- **Requirement**
From the entries, return every line where the string "Namespaces" shows up.

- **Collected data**
=== Section Start ===
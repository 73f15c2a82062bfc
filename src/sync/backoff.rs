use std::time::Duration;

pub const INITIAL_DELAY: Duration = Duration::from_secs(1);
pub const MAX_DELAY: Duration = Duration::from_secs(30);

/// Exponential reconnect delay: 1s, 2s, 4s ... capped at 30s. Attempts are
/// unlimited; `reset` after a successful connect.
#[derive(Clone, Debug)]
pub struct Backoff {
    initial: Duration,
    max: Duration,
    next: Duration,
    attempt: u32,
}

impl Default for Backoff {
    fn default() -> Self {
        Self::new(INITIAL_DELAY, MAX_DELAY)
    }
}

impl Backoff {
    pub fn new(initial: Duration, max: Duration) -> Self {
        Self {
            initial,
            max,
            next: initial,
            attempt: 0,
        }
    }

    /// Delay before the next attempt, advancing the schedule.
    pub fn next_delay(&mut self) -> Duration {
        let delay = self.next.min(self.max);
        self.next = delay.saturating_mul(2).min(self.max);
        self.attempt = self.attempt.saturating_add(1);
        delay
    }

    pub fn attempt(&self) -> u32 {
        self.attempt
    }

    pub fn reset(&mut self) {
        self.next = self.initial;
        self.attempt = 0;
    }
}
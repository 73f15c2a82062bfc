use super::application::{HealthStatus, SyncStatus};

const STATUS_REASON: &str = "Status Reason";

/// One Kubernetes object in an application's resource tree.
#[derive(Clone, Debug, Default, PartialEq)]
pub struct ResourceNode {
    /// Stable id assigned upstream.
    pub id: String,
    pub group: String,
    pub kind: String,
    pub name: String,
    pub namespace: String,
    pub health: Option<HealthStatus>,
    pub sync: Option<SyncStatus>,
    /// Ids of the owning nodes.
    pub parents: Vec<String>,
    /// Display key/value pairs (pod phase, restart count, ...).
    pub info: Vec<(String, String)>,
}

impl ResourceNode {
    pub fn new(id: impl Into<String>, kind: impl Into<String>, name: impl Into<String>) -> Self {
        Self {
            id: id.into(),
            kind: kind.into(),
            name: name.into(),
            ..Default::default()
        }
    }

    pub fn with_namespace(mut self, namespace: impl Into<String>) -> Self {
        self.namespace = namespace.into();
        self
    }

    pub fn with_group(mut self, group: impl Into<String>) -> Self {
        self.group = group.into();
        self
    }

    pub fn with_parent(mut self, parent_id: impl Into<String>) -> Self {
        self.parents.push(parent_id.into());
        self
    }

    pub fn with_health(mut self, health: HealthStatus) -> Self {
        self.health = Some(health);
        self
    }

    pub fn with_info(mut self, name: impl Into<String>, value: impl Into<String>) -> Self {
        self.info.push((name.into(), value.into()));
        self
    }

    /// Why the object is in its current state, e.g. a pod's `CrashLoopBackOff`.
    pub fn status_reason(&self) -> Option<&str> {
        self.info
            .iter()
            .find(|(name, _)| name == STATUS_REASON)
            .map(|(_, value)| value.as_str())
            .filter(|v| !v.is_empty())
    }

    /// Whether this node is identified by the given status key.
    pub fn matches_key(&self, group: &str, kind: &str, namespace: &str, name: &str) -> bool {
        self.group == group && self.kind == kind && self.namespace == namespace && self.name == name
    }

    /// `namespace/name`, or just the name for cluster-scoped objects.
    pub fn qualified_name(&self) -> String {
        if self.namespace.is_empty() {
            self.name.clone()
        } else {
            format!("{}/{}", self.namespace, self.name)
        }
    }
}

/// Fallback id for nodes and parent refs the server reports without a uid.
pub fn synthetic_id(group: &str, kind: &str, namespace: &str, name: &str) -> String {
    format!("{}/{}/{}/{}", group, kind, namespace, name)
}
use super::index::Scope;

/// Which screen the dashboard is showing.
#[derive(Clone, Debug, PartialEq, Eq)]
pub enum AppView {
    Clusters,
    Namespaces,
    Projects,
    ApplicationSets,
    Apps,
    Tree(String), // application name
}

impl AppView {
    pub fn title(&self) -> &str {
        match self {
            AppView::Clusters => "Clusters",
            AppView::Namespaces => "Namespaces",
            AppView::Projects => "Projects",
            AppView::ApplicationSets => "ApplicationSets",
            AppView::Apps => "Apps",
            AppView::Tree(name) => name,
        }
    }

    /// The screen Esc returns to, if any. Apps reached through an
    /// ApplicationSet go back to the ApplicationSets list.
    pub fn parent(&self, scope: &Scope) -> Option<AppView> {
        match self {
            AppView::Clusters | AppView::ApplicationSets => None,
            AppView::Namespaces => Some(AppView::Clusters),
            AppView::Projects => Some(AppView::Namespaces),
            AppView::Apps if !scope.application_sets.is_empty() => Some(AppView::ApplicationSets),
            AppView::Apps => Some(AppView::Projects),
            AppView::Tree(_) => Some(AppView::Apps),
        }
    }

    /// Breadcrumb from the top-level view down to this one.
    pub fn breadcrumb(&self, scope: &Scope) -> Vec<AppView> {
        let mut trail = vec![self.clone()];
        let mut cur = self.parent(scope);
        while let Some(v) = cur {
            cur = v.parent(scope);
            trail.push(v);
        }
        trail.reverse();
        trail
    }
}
=== Section End ===
=== Section Start ===
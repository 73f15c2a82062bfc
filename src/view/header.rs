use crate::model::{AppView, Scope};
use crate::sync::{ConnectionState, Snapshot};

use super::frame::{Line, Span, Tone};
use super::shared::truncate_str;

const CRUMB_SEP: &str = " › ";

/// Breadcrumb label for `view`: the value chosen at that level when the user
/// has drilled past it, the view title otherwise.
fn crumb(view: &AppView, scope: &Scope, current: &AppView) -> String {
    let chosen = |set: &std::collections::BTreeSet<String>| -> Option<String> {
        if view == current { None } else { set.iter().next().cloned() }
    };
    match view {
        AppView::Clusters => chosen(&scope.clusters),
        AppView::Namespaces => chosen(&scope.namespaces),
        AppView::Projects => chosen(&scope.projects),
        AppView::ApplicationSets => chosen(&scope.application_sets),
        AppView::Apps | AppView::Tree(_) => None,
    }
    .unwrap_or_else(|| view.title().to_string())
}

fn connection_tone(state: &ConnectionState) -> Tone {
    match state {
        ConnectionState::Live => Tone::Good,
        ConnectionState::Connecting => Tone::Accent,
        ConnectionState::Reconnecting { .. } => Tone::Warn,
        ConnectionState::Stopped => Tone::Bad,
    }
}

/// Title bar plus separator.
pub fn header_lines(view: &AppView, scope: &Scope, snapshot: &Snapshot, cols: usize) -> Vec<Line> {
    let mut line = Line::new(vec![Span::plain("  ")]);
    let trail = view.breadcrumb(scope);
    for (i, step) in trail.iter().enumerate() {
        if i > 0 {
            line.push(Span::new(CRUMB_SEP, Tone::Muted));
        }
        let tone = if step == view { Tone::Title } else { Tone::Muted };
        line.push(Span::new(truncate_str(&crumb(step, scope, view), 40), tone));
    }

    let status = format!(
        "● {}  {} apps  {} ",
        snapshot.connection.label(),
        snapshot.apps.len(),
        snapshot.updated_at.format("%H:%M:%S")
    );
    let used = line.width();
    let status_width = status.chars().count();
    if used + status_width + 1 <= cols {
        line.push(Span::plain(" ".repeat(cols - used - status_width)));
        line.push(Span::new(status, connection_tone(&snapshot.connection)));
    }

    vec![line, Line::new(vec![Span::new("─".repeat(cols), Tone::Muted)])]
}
=== Section End ===
=== Section Start ===
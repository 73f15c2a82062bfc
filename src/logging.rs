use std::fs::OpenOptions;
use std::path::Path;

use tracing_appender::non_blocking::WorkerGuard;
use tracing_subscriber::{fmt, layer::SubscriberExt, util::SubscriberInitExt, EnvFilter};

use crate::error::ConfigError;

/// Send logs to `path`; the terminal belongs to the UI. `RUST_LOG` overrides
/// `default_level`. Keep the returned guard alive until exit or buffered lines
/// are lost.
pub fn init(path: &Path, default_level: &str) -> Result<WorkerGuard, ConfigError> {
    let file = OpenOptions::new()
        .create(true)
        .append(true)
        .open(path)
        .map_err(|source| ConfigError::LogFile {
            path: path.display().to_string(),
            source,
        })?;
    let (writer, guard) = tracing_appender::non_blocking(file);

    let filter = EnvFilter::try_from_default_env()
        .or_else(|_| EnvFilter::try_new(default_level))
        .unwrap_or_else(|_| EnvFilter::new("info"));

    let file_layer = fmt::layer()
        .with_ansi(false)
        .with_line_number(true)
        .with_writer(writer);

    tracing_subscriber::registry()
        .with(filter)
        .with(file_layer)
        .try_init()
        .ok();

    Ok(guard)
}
=== Section End ===
- **Problem solution**
    Namespaces,
            AppView::Namespaces => "Namespaces",
            AppView::Namespaces => Some(AppView::Clusters),
            AppView::Projects => Some(AppView::Namespaces),
        AppView::Namespaces => chosen(&scope.namespaces),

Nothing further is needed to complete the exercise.